Was up there on Tuesday, water was just fine! After today's rain......I am not so sure.


----------



## Tom 513 (Nov 26, 2012)

Friday 5:00pm, I just saw a post on Facebook that a bass tourney for Saturday is cancelled. Pix showed ramp and roads under water. You might be able to launch a boat Sunday if they dont get slammed with Saturdays forcasted storm.

Sent from my SM-J727V using Tapatalk


----------



## crappie4me (Jan 25, 2009)

i kinda knew the answer to my own question..wishful thinkin is all it was..a guy at work had several camp spots reserved for saturday and the park office called him to say dont bother.


----------



## Acton Angler (Apr 3, 2017)

I launched Sunday - water levels were normal. The entire lake was stirred up though.
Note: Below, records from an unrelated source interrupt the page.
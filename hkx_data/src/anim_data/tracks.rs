//! Reconstruction of per bone transform tracks from decoded predictive
//! compressed animations.

use std::collections::{BTreeMap, BTreeSet};

use log::warn;

use hkx_lib::{Transform, Vector4};

use super::blocks::{decode_frame_channels, StitchMode};
use super::{AnimError, FloatArrayId, IntArrayId, PredictiveAnimation};

// Each bone owns 12 channel slots: translation xyz, rotation xyzw, scale xyz,
// with a padding slot after each triple. The rotation w slot is never coded.
const CHANNELS_PER_BONE: usize = 12;

// Fixed range channels quantize directly over the full 14 bit sample range.
const FIXED_RANGE_SCALE: f32 = 1.0 / ((1 << 13) - 1) as f32;

impl PredictiveAnimation {
    /// Reconstructs the per bone transform tracks.
    ///
    /// Every animated bone starts from the skeleton reference pose on every
    /// frame. Static channels overwrite one component with a single value,
    /// dynamic channels overwrite one component per frame from the decoded
    /// sample blocks, and rotations touched by either pass get their W
    /// component recovered and renormalized. Unanimated bones are omitted.
    pub fn fetch_all_tracks(&self) -> Result<BTreeMap<usize, Vec<Transform>>, AnimError> {
        let mut tracks: BTreeMap<usize, Vec<Transform>> = BTreeMap::new();

        if self.num_bones == 0 {
            return Ok(tracks);
        }

        let skeleton = self.skeleton.as_ref().ok_or(AnimError::MissingSkeleton)?;

        if self.num_float_slots > 0 {
            warn!(
                "animation has {} float slots, float tracks are not decoded",
                self.num_float_slots
            );
        }

        let is_animated = self.int_array(IntArrayId::IsAnimatedBitmap)?;
        let bone_weights = channel_weights(is_animated, self.num_bones);

        for (bone, weight) in bone_weights.iter().copied().enumerate() {
            if !weight {
                continue;
            }
            let reference_pose = skeleton
                .reference_pose(bone)
                .copied()
                .unwrap_or(Transform::IDENTITY);
            tracks.insert(bone, vec![reference_pose; self.num_frames]);
        }

        let bone_channel_count = self.num_bones * CHANNELS_PER_BONE;
        let mut recover_w = BTreeSet::new();

        // Static channels hold one value for the whole clip.
        let static_indices = self.int_array(IntArrayId::StaticBoneTrackIndex)?;
        let static_values = self.float_array(FloatArrayId::StaticValues)?;
        for (&channel, &value) in static_indices.iter().zip(static_values) {
            let channel = channel as usize;
            if channel >= bone_channel_count {
                break;
            }

            let bone = channel / CHANNELS_PER_BONE;
            let slot = channel % CHANNELS_PER_BONE;
            if let Some(frames) = tracks.get_mut(&bone) {
                for transform in frames.iter_mut() {
                    set_channel_value(transform, slot, value)?;
                }
                if is_rotation_slot(slot) {
                    recover_w.insert(bone);
                }
            }
        }

        // Dynamic channels are block compressed together, one decoded sample
        // per channel per frame.
        let dynamic_indices = self.int_array(IntArrayId::DynamicBoneTrackIndex)?;
        if !dynamic_indices.is_empty() {
            let block_offsets = self.int_array(IntArrayId::BlockOffsets)?;
            let is_fixed_range = self.int_array(IntArrayId::IsFixedRangeBitmap)?;
            let scales = self.float_array(FloatArrayId::DynamicScales)?;
            let offsets = self.float_array(FloatArrayId::DynamicOffsets)?;

            let samples = decode_frame_channels(
                &self.compressed_data,
                block_offsets,
                dynamic_indices.len(),
                self.num_frames,
                StitchMode::Lenient,
            )?;

            // Fixed range channels skip the scale and offset tables entirely,
            // so the table index only advances for ranged channels.
            let mut table_slot = 0;
            for (i, &channel) in dynamic_indices.iter().enumerate() {
                let channel = channel as usize;
                if channel >= bone_channel_count {
                    break;
                }

                let fixed_range = is_fixed_range
                    .get(i / 16)
                    .is_some_and(|word| (word >> (i % 16)) & 1 != 0);

                let (scale, offset) = if fixed_range {
                    (FIXED_RANGE_SCALE, 0.0)
                } else {
                    let scale = *scales
                        .get(table_slot)
                        .ok_or(AnimError::MissingScaleOffset { channel })?;
                    let offset = *offsets
                        .get(table_slot)
                        .ok_or(AnimError::MissingScaleOffset { channel })?;
                    table_slot += 1;
                    (scale, offset)
                };

                let bone = channel / CHANNELS_PER_BONE;
                let slot = channel % CHANNELS_PER_BONE;
                if let Some(frames) = tracks.get_mut(&bone) {
                    for (frame, transform) in frames.iter_mut().enumerate() {
                        let value = samples[i][frame] as f32 * scale + offset;
                        set_channel_value(transform, slot, value)?;
                    }
                    if is_rotation_slot(slot) {
                        recover_w.insert(bone);
                    }
                }
            }
        }

        for bone in recover_w {
            if let Some(frames) = tracks.get_mut(&bone) {
                for transform in frames.iter_mut() {
                    transform.rotation = recover_rotation_w(transform.rotation);
                }
            }
        }

        Ok(tracks)
    }
}

// Expands an is-animated bitmap of 16 channels per word, low bit first.
fn channel_weights(bitmap: &[u16], count: usize) -> Vec<bool> {
    (0..count)
        .map(|i| {
            bitmap
                .get(i / 16)
                .is_some_and(|word| (word >> (i % 16)) & 1 != 0)
        })
        .collect()
}

fn is_rotation_slot(slot: usize) -> bool {
    (4..=6).contains(&slot)
}

fn set_channel_value(transform: &mut Transform, slot: usize, value: f32) -> Result<(), AnimError> {
    match slot {
        0 => transform.translation.x = value,
        1 => transform.translation.y = value,
        2 => transform.translation.z = value,
        4 => transform.rotation.x = value,
        5 => transform.rotation.y = value,
        6 => transform.rotation.z = value,
        8 => transform.scale.x = value,
        9 => transform.scale.y = value,
        10 => transform.scale.z = value,
        _ => return Err(AnimError::InvalidChannelSlot { slot }),
    }
    Ok(())
}

// Rotations are coded as xyz of a unit quaternion, so the magnitude of w is
// implied: w = sqrt(1 - x^2 - y^2 - z^2), clamped against quantization error
// pushing the squared length past one. The result is renormalized so the
// track always carries unit quaternions.
fn recover_rotation_w(rotation: Vector4) -> Vector4 {
    let length_squared =
        rotation.x * rotation.x + rotation.y * rotation.y + rotation.z * rotation.z;
    let w = (1.0 - length_squared).clamp(0.0, 1.0).sqrt();

    let [x, y, z, w] = glam::Vec4::new(rotation.x, rotation.y, rotation.z, w)
        .normalize()
        .to_array();
    Vector4::new(x, y, z, w)
}
impl RecordSource for TrackCompressionParams {
    fn field_value(&self, name: &str) -> Option<Value> {
        let value = match name {
            "staticTranslationTolerance" => self.static_translation_tolerance,
            "staticRotationTolerance" => self.static_rotation_tolerance,
            "staticScaleTolerance" => self.static_scale_tolerance,
            "staticFloatTolerance" => self.static_float_tolerance,
            "dynamicTranslationTolerance" => self.dynamic_translation_tolerance,
            "dynamicRotationTolerance" => self.dynamic_rotation_tolerance,
            "dynamicScaleTolerance" => self.dynamic_scale_tolerance,
            "dynamicFloatTolerance" => self.dynamic_float_tolerance,
            _ => return None,
        };
        Some(Value::F32(value))
    }
}

/// An uncompressed animation storing transforms interleaved by frame:
/// `[frame0_track0, frame0_track1, ..., frame1_track0, ...]`.
#[derive(Debug, Clone, PartialEq, Default)]
pub struct InterleavedAnimation {
    pub transforms: Vec<Transform>,
    pub num_transform_tracks: usize,
    pub num_float_tracks: usize,
    pub(crate) skeleton: Option<SkelData>,
}

impl InterleavedAnimation {
    pub fn set_skeleton(&mut self, skeleton: SkelData) -> Result<(), AnimError> {
        if skeleton.float_slots.len() != self.num_float_tracks {
            return Err(AnimError::SkeletonFloatSlotCountMismatch {
                skeleton: skeleton.float_slots.len(),
                animation: self.num_float_tracks,
            });
        }

        self.skeleton = Some(skeleton);
        Ok(())
    }

    pub fn skeleton(&self) -> Option<&SkelData> {
        self.skeleton.as_ref()
    }

    pub fn fetch_all_tracks(&self) -> Result<BTreeMap<usize, Vec<Transform>>, AnimError> {
        let mut tracks = BTreeMap::new();

        if self.num_transform_tracks == 0 || self.transforms.is_empty() {
            return Ok(tracks);
        }

        if self.transforms.len() % self.num_transform_tracks != 0 {
            return Err(AnimError::InvalidTransformCount {
                transform_count: self.transforms.len(),
                track_count: self.num_transform_tracks,
            });
        }

        let frame_count = self.transforms.len() / self.num_transform_tracks;
        for track in 0..self.num_transform_tracks {
            tracks.insert(
                track,
                (0..frame_count)
                    .map(|frame| self.transforms[frame * self.num_transform_tracks + track])
                    .collect(),
            );
        }

        Ok(tracks)
    }
}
Couldn't buy a bite Sunday afternoon water temps 58-60.


----------



## crappie4me (Jan 25, 2009)

yeah it was pretty muddy sunday....and windy as hell...i managed 6 from the bank in about 1 1/2 hours on tube jigs.


----------



## BoxingRef_Rick1 (May 23, 2018)

Hi guys.
Fished in the sunshine today.
I hate it being to sunny.

Anyway, the warmer north and east side areas of the lake heavy with brush were holding crappie. I took home 11 today.
All of them were males.
Most in full tuxedo black.

Keep hitting the brush till its determined that the bigger females have finished cycling in and out of the shallow water.
Be safe all.


----------



## SICKOFIT (Feb 23, 2014)

BoxingRef_Rick1 said:


> Hi guys.
> Fished in the sunshine today.
> I hate it being to sunny.
> 
> ...


Buddy & I fished Acton on Wednesday & boated about 65 crappie. Probably had 25 or so that were 10" or better,biggest was 12 1/2". Also caught a big bluegill,2 largemouth & 2 small saugeye. Was an enjoyable day indeed.


----------



## crappie4me (Jan 25, 2009)

well i might give it a shot tomorrow...anybody been up?


----------



## crankbait09 (Apr 28, 2009)

Anyone care to give a bass fishing report as of late?


----------



## JrSteven (Mar 29, 2011)

crankbait09 said:


> Anyone care to give a bass fishing report as of late?


I was there crappie fishing today. There was a bass tourney going on... I didn't see any bass caught where I was fishing, but one guy I talked to seemed pretty happy with his haul.


----------



## Tom 513 (Nov 26, 2012)

crankbait09 said:


> Anyone care to give a bass fishing report as of late?


5 lb bass are hitting on trolling motors......I saw a crappie guy slam his trolling motor down along the bank and broke a nice lmb back, guy fished him up with a net , unreal!

Sent from my SM-J727V using Tapatalk


----------